Looking for a disc stem cell review? The low back disc stem cell bonanza has begun! After about a decade using stem cells in degenerated low back discs, I’ve got a pretty good idea of what’s possible with our existing technology and what’s not. This past week I saw an ad that was pointed out to me on a Linkedin discussion board as being irresponsible. I was floored at the claims being made by the physician who put up the web-site. Let me explain.
The concept that discs might be able to be regenerated with stem cells began about a decade ago with some interesting animal research. The study authors created artificial degenerated discs in rabbits and then injected cultured bone marrow stem cells into the discs with collagen. The discs seemed to regenerate in that they gained lost height and they looked like they were holding onto more water on MRI. This is actually the study that got me interested in using stem cells in discs in 2005. Regrettably, what happened in animals and what happened in real patients were two different things. I’ve detailed that low back disc stem cell experience in earlier blogs.
Enter this advertisement above. The statement made on the main page with the smiling faces is, “Stem cell therapy can regenerate damaged spinal discs…” So let’s explore that statement and where it likely comes from. First, since this physician states he uses bone marrow stem cell therapy from a centrifuge. Can he base this broad and seductive statement on what’s published on the use of none marrow concentrate in discs? There is a single small case series recently published by Pettine and sponsored by a manufacturer of an automated bedside centrifuge. So let’s look at the study.
First the study was tiny (only 26 patients) and describes itself as a pilot study (meaning the authors acknowledge that you have to take the results with a grain of salt). The author took concentrated bone marrow and injected it into low back discs of young patients (average age under 40) who had anywhere from mild to moderate degenerated discs (modified p-score of 4) to moderately degenerated discs with about a maximum of 30% loss of height (p-score of 7, but modified by the authors). Curiously, even though the article claims to be treating discogenic pain, the gold standard test to determine if the patient has a painful disc (pressure discography), wasn’t performed. So what were the results? Only 8 of the 26 patients (6 never had their MRI repeated) showed small improvements in the appearance of the disc on MRI at one year. These changes were on average about 1 grade in the 8 point score used. Of concern, this disc grading score has some accuracy issues, especially when trying to get two readers to agree on what the score should be when there is a one point difference. In addition, the example MRI shown in the paper is a very poor quality image from an older open scanner, so the detail of the image is marginal. More concerning is that different image sequences are shown (one where water is bright and the other not) for the before and after pictures, so the two images can never be compared for improvement, as they’re apples and oranges. Hence the small changes seen in 31% of the treated discs may or may not have been real. In addition, the standard for this type of study would be to have at least two readers read the same MRI films to see if they agreed on the improvement, this wasn’t done. Perhaps most concerning is the fact that some patients over 40 showed a small worsening of their discs. Two patients also ended up with low back surgery despite the therapy.

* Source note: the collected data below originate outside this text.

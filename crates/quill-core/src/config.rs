//! Configuration types for providers, proxy routing, caching and monitoring.

use serde::{Deserialize, Serialize};
use std::collections::{BTreeMap, HashSet};
use std::env;
use std::fs;
use std::path::{Path, PathBuf};

use crate::{Error, Result};

/// Environment variable overriding the config file location.
pub const ENV_CONFIG_PATH: &str = "QUILL_CONFIG";

/// Complete Quill configuration.
#[derive(Debug, Clone, PartialEq, Serialize, Deserialize)]
#[serde(default)]
pub struct QuillConfig {
    /// Remote providers, consulted in `priority` order
    pub providers: Vec<ProviderConfig>,
    /// Same-origin proxy routing
    pub proxy: ProxyConfig,
    /// Response cache policy
    pub cache: CacheConfig,
    /// Backoff between provider retries
    pub retry: RetryConfig,
    /// Alert thresholds and background intervals
    pub monitoring: MonitoringConfig,
    /// A/B experiment labels
    pub experiments: ExperimentConfig,
    /// API keys keyed by provider id, used only when proxy routing is off
    pub api_keys: BTreeMap<String, String>,
    /// Where persisted state lives
    pub storage: StorageConfig,
}

impl Default for QuillConfig {
    fn default() -> Self {
        Self {
            providers: vec![ProviderConfig::openai(), ProviderConfig::groq()],
            proxy: ProxyConfig::default(),
            cache: CacheConfig::default(),
            retry: RetryConfig::default(),
            monitoring: MonitoringConfig::default(),
            experiments: ExperimentConfig::default(),
            api_keys: BTreeMap::new(),
            storage: StorageConfig::default(),
        }
    }
}

/// Settings for one OpenAI-compatible chat completion provider.
#[derive(Debug, Clone, PartialEq, Serialize, Deserialize)]
pub struct ProviderConfig {
    /// Provider identifier, also used in proxy paths
    pub id: String,
    /// Chat completion endpoint used in direct mode
    pub endpoint: String,
    /// Model identifier sent with each request
    pub model_id: String,
    /// Per-attempt timeout in milliseconds
    pub timeout_ms: u64,
    /// Extra attempts after the first failure
    pub max_retries: u32,
    /// Price in USD per thousand tokens
    pub cost_per_1k_tokens: f64,
    /// Lower values are tried first
    pub priority: u32,
    /// Disabled providers are never called
    #[serde(default = "default_true")]
    pub enabled: bool,
    /// Sampling temperature
    #[serde(default = "default_temperature")]
    pub temperature: f32,
    /// Completion length limit
    #[serde(default = "default_max_tokens")]
    pub max_tokens: u32,
    /// Environment variable holding the API key in direct mode
    #[serde(default)]
    pub api_key_env: Option<String>,
}

/// Serde default helper.
const fn default_true() -> bool {
    true
}

/// Serde default helper.
const fn default_temperature() -> f32 {
    0.7
}

/// Serde default helper.
const fn default_max_tokens() -> u32 {
    300
}

impl ProviderConfig {
    /// OpenAI chat completions, the default primary provider.
    pub fn openai() -> Self {
        Self {
            id: "openai".to_owned(),
            endpoint: "https://api.openai.com/v1/chat/completions".to_owned(),
            model_id: "gpt-4o-mini".to_owned(),
            timeout_ms: 10_000,
            max_retries: 2,
            cost_per_1k_tokens: 0.0006,
            priority: 0,
            enabled: true,
            temperature: default_temperature(),
            max_tokens: default_max_tokens(),
            api_key_env: Some("OPENAI_API_KEY".to_owned()),
        }
    }

    /// Groq's OpenAI-compatible endpoint, the default secondary provider.
    pub fn groq() -> Self {
        Self {
            id: "groq".to_owned(),
            endpoint: "https://api.groq.com/openai/v1/chat/completions".to_owned(),
            model_id: "llama-3.1-8b-instant".to_owned(),
            timeout_ms: 8_000,
            max_retries: 2,
            cost_per_1k_tokens: 0.000_08,
            priority: 1,
            enabled: true,
            temperature: default_temperature(),
            max_tokens: default_max_tokens(),
            api_key_env: Some("GROQ_API_KEY".to_owned()),
        }
    }
}

/// Routing of provider calls through a same-origin proxy.
///
/// When enabled the proxy injects credentials server-side and no key is ever
/// attached by this process.
#[derive(Debug, Clone, PartialEq, Eq, Serialize, Deserialize)]
#[serde(default)]
pub struct ProxyConfig {
    /// Whether calls go through the proxy
    pub enabled: bool,
    /// Origin serving `/api/llm-proxy/<provider>`
    pub base_url: String,
}

impl Default for ProxyConfig {
    fn default() -> Self {
        Self {
            enabled: false,
            base_url: "http://localhost:3000".to_owned(),
        }
    }
}

impl ProxyConfig {
    /// Proxy endpoint for a provider.
    pub fn endpoint_for(&self, provider_id: &str) -> String {
        format!(
            "{}/api/llm-proxy/{provider_id}",
            self.base_url.trim_end_matches('/')
        )
    }
}

/// Cache configuration.
#[derive(Debug, Clone, PartialEq, Eq, Serialize, Deserialize)]
#[serde(default)]
pub struct CacheConfig {
    /// Whether caching is enabled
    pub enabled: bool,
    /// Maximum number of cached reviews
    pub max_entries: usize,
    /// Time-to-live for cache entries in seconds
    pub ttl_seconds: u64,
}

impl Default for CacheConfig {
    fn default() -> Self {
        Self {
            enabled: true,
            max_entries: 100,
            ttl_seconds: 3600,
        }
    }
}

/// Backoff between provider retries.
#[derive(Debug, Clone, PartialEq, Eq, Serialize, Deserialize)]
#[serde(default)]
pub struct RetryConfig {
    /// Delay before the first retry; doubles for each further retry
    pub base_delay_ms: u64,
    /// Upper bound for a single delay
    pub max_delay_ms: u64,
    /// Randomize each delay between zero and its computed value
    pub jitter: bool,
}

impl Default for RetryConfig {
    fn default() -> Self {
        Self {
            base_delay_ms: 500,
            max_delay_ms: 8_000,
            jitter: true,
        }
    }
}

/// Alert thresholds and background task intervals.
#[derive(Debug, Clone, PartialEq, Serialize, Deserialize)]
#[serde(default)]
pub struct MonitoringConfig {
    /// Provider error rate (0.0-1.0) above which an alert fires
    pub error_rate_threshold: f64,
    /// Average provider latency above which an alert fires
    pub avg_latency_ms_threshold: u64,
    /// Cost of the current day above which an alert fires
    pub daily_cost_threshold_usd: f64,
    /// Provider outcomes required before the error rate is evaluated
    pub min_samples_for_error_rate: u64,
    /// How often counters are flushed to the key-value store
    pub persist_interval_seconds: u64,
    /// Age after which cached provider availability is checked again; zero
    /// checks on every lookup
    pub availability_refresh_seconds: u64,
    /// Buffered alerts per subscriber
    pub alert_channel_capacity: usize,
}

impl Default for MonitoringConfig {
    fn default() -> Self {
        Self {
            error_rate_threshold: 0.2,
            avg_latency_ms_threshold: 5_000,
            daily_cost_threshold_usd: 5.0,
            min_samples_for_error_rate: 10,
            persist_interval_seconds: 60,
            availability_refresh_seconds: 300,
            alert_channel_capacity: 64,
        }
    }
}

/// A/B experiment settings. Variants are recorded in metrics only.
#[derive(Debug, Clone, PartialEq, Eq, Serialize, Deserialize)]
#[serde(default)]
pub struct ExperimentConfig {
    /// Labels sessions are spread across
    pub variants: Vec<String>,
}

impl Default for ExperimentConfig {
    fn default() -> Self {
        Self {
            variants: vec!["control".to_owned(), "treatment".to_owned()],
        }
    }
}

/// Persisted state locations.
#[derive(Debug, Clone, Default, PartialEq, Eq, Serialize, Deserialize)]
#[serde(default)]
pub struct StorageConfig {
    /// File backing the metrics store; defaults to `~/.quill/state.json`
    pub state_path: Option<PathBuf>,
}

impl QuillConfig {
    /// Get the default config directory path (`~/.quill`)
    ///
    /// # Errors
    /// Returns an error if the home directory cannot be determined
    pub fn config_dir() -> Result<PathBuf> {
        use dirs::home_dir;
        let home = home_dir()
            .ok_or_else(|| Error::Config("Could not determine home directory".to_owned()))?;
        Ok(home.join(".quill"))
    }

    /// Get the config file path, honouring `QUILL_CONFIG`
    ///
    /// # Errors
    /// Returns an error if the home directory cannot be determined
    pub fn config_path() -> Result<PathBuf> {
        match env::var(ENV_CONFIG_PATH) {
            Ok(path) if !path.is_empty() => Ok(PathBuf::from(path)),
            _ => Ok(Self::config_dir()?.join("config.toml")),
        }
    }

    /// Load config from the default location, creating it with defaults if missing
    ///
    /// # Errors
    /// Returns an error if the config cannot be read, parsed or created
    pub fn load_or_create() -> Result<Self> {
        let config_path = Self::config_path()?;

        if config_path.exists() {
            Self::load_from_file(&config_path)
        } else {
            let config = Self::default();
            config.save_to_file(&config_path)?;
            Ok(config)
        }
    }

    /// Load config from a specific file
    ///
    /// # Errors
    /// Returns an error if the file cannot be read, parsed or fails validation
    pub fn load_from_file(path: &Path) -> Result<Self> {
        use toml::from_str;
        let contents = fs::read_to_string(path)
            .map_err(|error| Error::Config(format!("Failed to read config: {error}")))?;
        let config: Self = from_str(&contents)
            .map_err(|error| Error::Config(format!("Failed to parse config: {error}")))?;
        config.validate()?;

        tracing::debug!(
            "Loaded config from {:?}: {} providers, proxy={}",
            path,
            config.providers.len(),
            config.proxy.enabled
        );

        Ok(config)
    }

    /// Save config to a specific file
    ///
    /// # Errors
    /// Returns an error if the file cannot be written
    pub fn save_to_file(&self, path: &Path) -> Result<()> {
        use toml::to_string_pretty;
        if let Some(parent) = path.parent() {
            fs::create_dir_all(parent).map_err(|error| {
                Error::Config(format!("Failed to create config directory: {error}"))
            })?;
        }

        let contents = to_string_pretty(self)
            .map_err(|error| Error::Config(format!("Failed to serialize config: {error}")))?;

        let header = "# Quill Configuration File\n\
                      # This file is automatically generated on first run\n\
                      # Edit this file to customize your settings\n\n";

        fs::write(path, format!("{header}{contents}"))
            .map_err(|error| Error::Config(format!("Failed to write config: {error}")))?;

        Ok(())
    }

    /// Checks provider ids are unique and endpoints and limits are usable.
    ///
    /// # Errors
    /// Returns `Error::Config` describing the first problem found.
    pub fn validate(&self) -> Result<()> {
        let mut seen = HashSet::new();
        for provider in &self.providers {
            if provider.id.trim().is_empty() {
                return Err(Error::Config("provider id must not be empty".to_owned()));
            }
            if !seen.insert(provider.id.as_str()) {
                return Err(Error::Config(format!(
                    "duplicate provider id: {}",
                    provider.id
                )));
            }
            if provider.endpoint.trim().is_empty() && !self.proxy.enabled {
                return Err(Error::Config(format!(
                    "provider {} has no endpoint",
                    provider.id
                )));
            }
            if provider.timeout_ms == 0 {
                return Err(Error::Config(format!(
                    "provider {} has a zero timeout",
                    provider.id
                )));
            }
            if provider.cost_per_1k_tokens < 0.0 {
                return Err(Error::Config(format!(
                    "provider {} has a negative cost rate",
                    provider.id
                )));
            }
        }
        if self.cache.enabled && self.cache.max_entries == 0 {
            return Err(Error::Config(
                "cache.max_entries must be positive when the cache is enabled".to_owned(),
            ));
        }
        Ok(())
    }

    /// Enabled providers, sorted by priority then declaration order.
    pub fn providers_by_priority(&self) -> Vec<ProviderConfig> {
        let mut providers: Vec<ProviderConfig> = self
            .providers
            .iter()
            .filter(|provider| provider.enabled)
            .cloned()
            .collect();
        providers.sort_by_key(|provider| provider.priority);
        providers
    }

    /// Get the API key for a provider, checking config first, then its environment variable
    pub fn get_api_key(&self, provider: &ProviderConfig) -> Option<String> {
        self.api_keys
            .get(&provider.id)
            .filter(|key| !key.is_empty())
            .cloned()
            .or_else(|| {
                provider
                    .api_key_env
                    .as_deref()
                    .and_then(|name| env::var(name).ok())
                    .filter(|key| !key.is_empty())
            })
    }

    /// Location of the persisted state file.
    ///
    /// # Errors
    /// Returns an error if no path is configured and the home directory is unknown
    pub fn state_path(&self) -> Result<PathBuf> {
        match &self.storage.state_path {
            Some(path) => Ok(path.clone()),
            None => Ok(Self::config_dir()?.join("state.json")),
        }
    }
}
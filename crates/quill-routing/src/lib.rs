//! Review generation orchestration.
//!
//! Requests flow through the response cache, then the in-flight registry so
//! identical concurrent requests share one generation, then the provider
//! chain in priority order, and finally the local template engine.

/// Response cache and in-flight deduplication
pub mod cache;
/// Provider chain and availability
pub mod config_manager;
/// Routing error types
pub mod error;
/// Metrics, alerts and reports
pub mod metrics;
/// Fallback orchestration
pub mod orchestrator;
/// Composition root
pub mod service;
/// Key-value stores for persisted state
pub mod store;

pub use cache::{CacheLayer, CacheStats, Claim, InFlightGuard, InFlightWaiter, ResponseCache};
pub use config_manager::{ConfigManager, ProviderEntry};
pub use error::{Result, RoutingError};
pub use metrics::{AlertEvent, AlertKind, MetricEvent, MetricsManager, MetricsSnapshot};
pub use orchestrator::FallbackOrchestrator;
pub use service::Quill;
pub use store::{FileStore, InMemoryStore, KeyValueStore};
use async_trait::async_trait;
use quill_core::{
    Error, GenerationRequest, ProviderClient, ProviderConfig, ProviderResponse, ProxyConfig,
    QuillConfig, Result, TokenUsage,
};
use reqwest::{Client, Error as ReqwestError};
use serde::{Deserialize, Serialize};
use std::time::{Duration, Instant};
use tokio::time::timeout;
use tracing::{debug, info};

use crate::{BackoffPolicy, ChatMessage, build_messages};

/// Provider for any service speaking the OpenAI chat completions protocol.
///
/// In direct mode requests go to the configured endpoint with a `Bearer`
/// key. In proxy mode they go to `{base_url}/api/llm-proxy/{id}` and no
/// credentials are attached; the proxy adds them server-side.
pub struct OpenAiCompatibleProvider {
    /// HTTP client for API requests.
    client: Client,
    /// Provider settings.
    config: ProviderConfig,
    /// URL requests are posted to.
    endpoint: String,
    /// API key, only used in direct mode.
    api_key: Option<String>,
    /// Whether requests are routed through the proxy.
    proxied: bool,
    /// Retry policy for failed attempts.
    backoff: BackoffPolicy,
}

impl OpenAiCompatibleProvider {
    /// Creates a direct-mode provider.
    pub fn new(config: ProviderConfig, api_key: Option<String>) -> Self {
        let backoff = BackoffPolicy::new(
            config.max_retries,
            Duration::from_millis(500),
            Duration::from_secs(8),
        );
        Self {
            client: Client::default(),
            endpoint: config.endpoint.clone(),
            config,
            api_key: api_key.filter(|key| !key.is_empty()),
            proxied: false,
            backoff,
        }
    }

    /// Creates a provider using the routing, key and retry settings of `quill`.
    pub fn from_quill_config(config: &ProviderConfig, quill: &QuillConfig) -> Self {
        let provider = Self::new(config.clone(), quill.get_api_key(config)).with_backoff(
            BackoffPolicy::from_config(config.max_retries, &quill.retry),
        );
        if quill.proxy.enabled {
            provider.with_proxy(&quill.proxy)
        } else {
            provider
        }
    }

    /// Routes requests through the proxy; any API key is dropped.
    #[must_use]
    pub fn with_proxy(mut self, proxy: &ProxyConfig) -> Self {
        self.endpoint = proxy.endpoint_for(&self.config.id);
        self.api_key = None;
        self.proxied = true;
        self
    }

    /// Overrides the retry policy.
    #[must_use]
    pub fn with_backoff(mut self, backoff: BackoffPolicy) -> Self {
        self.backoff = backoff;
        self
    }

    /// Overrides the HTTP client.
    #[must_use]
    pub fn with_client(mut self, client: Client) -> Self {
        self.client = client;
        self
    }

    /// URL requests are posted to.
    pub fn endpoint(&self) -> &str {
        &self.endpoint
    }

    /// Whether requests are routed through the proxy.
    pub fn is_proxied(&self) -> bool {
        self.proxied
    }

    /// Name reported when credentials are missing.
    fn key_name(&self) -> String {
        self.config
            .api_key_env
            .clone()
            .unwrap_or_else(|| format!("api_keys.{}", self.config.id))
    }

    /// Performs one HTTP attempt under the per-attempt timeout.
    async fn attempt(&self, body: &ChatRequest) -> Result<(String, Option<TokenUsage>)> {
        let timeout_ms = self.config.timeout_ms;
        let response = timeout(Duration::from_millis(timeout_ms), self.send(body))
            .await
            .map_err(|_elapsed| Error::Timeout(timeout_ms))??;

        let text = response
            .choices
            .into_iter()
            .find_map(|choice| choice.message.content)
            .map(|content| content.trim().to_owned())
            .filter(|content| !content.is_empty())
            .ok_or_else(|| {
                Error::InvalidResponse(format!("{} returned no completion", self.config.id))
            })?;

        Ok((text, response.usage.and_then(ChatUsage::into_token_usage)))
    }

    /// Sends the request and decodes a successful body.
    async fn send(&self, body: &ChatRequest) -> Result<ChatResponse> {
        let mut builder = self.client.post(&self.endpoint).json(body);
        if let Some(key) = self.api_key.as_ref().filter(|_| !self.proxied) {
            builder = builder.bearer_auth(key);
        }

        let response = builder
            .send()
            .await
            .map_err(|error| self.classify(error))?;

        let status = response.status();
        if !status.is_success() {
            let error_text = response
                .text()
                .await
                .unwrap_or_else(|_| "Unknown error".to_owned());
            return Err(Error::provider(
                &self.config.id,
                format!("HTTP {status}: {error_text}"),
            ));
        }

        response.json::<ChatResponse>().await.map_err(|error| {
            Error::InvalidResponse(format!(
                "failed to parse {} response: {error}",
                self.config.id
            ))
        })
    }

    /// Maps transport failures onto the error taxonomy.
    fn classify(&self, error: ReqwestError) -> Error {
        if error.is_timeout() {
            Error::Timeout(self.config.timeout_ms)
        } else if error.is_connect() {
            Error::Network(format!("{}: {error}", self.config.id))
        } else {
            Error::Request(error)
        }
    }
}

/// Request payload for the chat completions API.
#[derive(Debug, Serialize)]
struct ChatRequest {
    /// Model identifier.
    model: String,
    /// System and user messages.
    messages: Vec<ChatMessage>,
    /// Sampling temperature.
    temperature: f32,
    /// Completion length limit.
    max_tokens: u32,
}

/// Response payload returned by the chat completions API.
#[derive(Debug, Deserialize)]
struct ChatResponse {
    /// Candidate completions.
    #[serde(default)]
    choices: Vec<ChatChoice>,
    /// Token accounting, absent on some compatible services.
    #[serde(default)]
    usage: Option<ChatUsage>,
}

/// A single completion choice.
#[derive(Debug, Deserialize)]
struct ChatChoice {
    /// Generated message.
    message: ChatResponseMessage,
}

/// Generated message body.
#[derive(Debug, Deserialize)]
struct ChatResponseMessage {
    /// Generated text, may be null.
    #[serde(default)]
    content: Option<String>,
}

/// Token usage as reported by the service.
#[derive(Debug, Default, Deserialize)]
#[serde(default)]
struct ChatUsage {
    /// Prompt tokens.
    prompt_tokens: u64,
    /// Completion tokens.
    completion_tokens: u64,
    /// Total tokens.
    total_tokens: u64,
}

impl ChatUsage {
    /// Reported usage, or `None` when the service reported zeros.
    fn into_token_usage(self) -> Option<TokenUsage> {
        let usage = TokenUsage::reported(
            self.prompt_tokens,
            self.completion_tokens,
            self.total_tokens,
        );
        (usage.total > 0).then_some(usage)
    }
}

#[async_trait]
impl ProviderClient for OpenAiCompatibleProvider {
    fn id(&self) -> &str {
        &self.config.id
    }

    fn model_id(&self) -> &str {
        &self.config.model_id
    }

    async fn is_available(&self) -> bool {
        self.config.enabled && (self.proxied || self.api_key.is_some())
    }

    async fn call(&self, request: &GenerationRequest) -> Result<ProviderResponse> {
        if !self.config.enabled {
            return Err(Error::Config(format!(
                "provider {} is disabled",
                self.config.id
            )));
        }
        if !self.proxied && self.api_key.is_none() {
            return Err(Error::MissingApiKey(self.key_name()));
        }

        let body = ChatRequest {
            model: self.config.model_id.clone(),
            messages: build_messages(request),
            temperature: self.config.temperature,
            max_tokens: self.config.max_tokens,
        };

        let start = Instant::now();
        debug!("Calling {} at {}", self.config.id, self.endpoint);
        let ((text, usage), attempts) = self
            .backoff
            .retry(&self.config.id, |_| self.attempt(&body))
            .await?;
        let latency_ms = start.elapsed().as_millis() as u64;

        // Services that omit usage are billed by the chars / 4 heuristic.
        let tokens = usage.unwrap_or_else(|| TokenUsage::estimate_from_text(&text));
        let cost_usd = tokens.cost_usd(self.config.cost_per_1k_tokens);

        info!(
            "{} answered in {}ms after {} attempt(s), {} tokens{}",
            self.config.id,
            latency_ms,
            attempts,
            tokens.total,
            if tokens.estimated { " (estimated)" } else { "" }
        );

        Ok(ProviderResponse {
            text,
            model_id: self.config.model_id.clone(),
            tokens,
            cost_usd,
            latency_ms,
            attempts,
        })
    }
}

The upshot? Does the Pettine study give our disc doctor above good information on which to base advertising that stem cells from a bedside centrifuge can regenerate discs? Nope. The study that he’s likely relying on is very small and not high level. Even if you take it at face value and assume that it could hold up with 100-200 patients (a very big “if”), the changes seen in discs are also small and the patients treated were young. Heck, looking at how the study was performed, it’s impossible to conclude with any certainly that the changes in the disc were real, given the grading scale, a lack of a second MRI reader, and the poor quality of apples to oranges images shown in the paper. That last SNAFU can’t be overemphasized, as the before and after images shown in the paper are from two very different MRI sequences that can’t be compared for improvement! While patients reported relief, we have no sense of whether that was due to the stem cells injected or the platelets leaching out of the disc into the epidural space or something else. The authors discuss that we should conceptualize that the improvements were likely due to stem cells since patients who had better stem cell content in their bone marrow did better, yet this could also be a measure of platelet content (which wasn’t measured in this study). Given that most patients saw improvements in two weeks which is far too early for any significant disc remodeling to have occurred, I would argue that this weighs heavily in favor of the growth factors from the platelets in the bone marrow causing the pain effects, as this is very similar to what we see with platelet growth factor epidurals. If that’s the case, why injure the disc by poking a hole in it, why not just inject platelet growth factors around the irritated nerves (epidural)? Good question! In addition, in my clinical experience, most patients who want disc stem cell therapy have discs that are severely degenerated and collapsed (way beyond the level of disc degeneration treated in this paper) and are older than 40 (the group that didn’t do as well in this study). In conclusion, while this is an encouraging entry in the literature (I applaud Celling Biosciences for publishing this study), this small research paper can not reasonably be used to support the advertising referenced above. Caveat Emptor…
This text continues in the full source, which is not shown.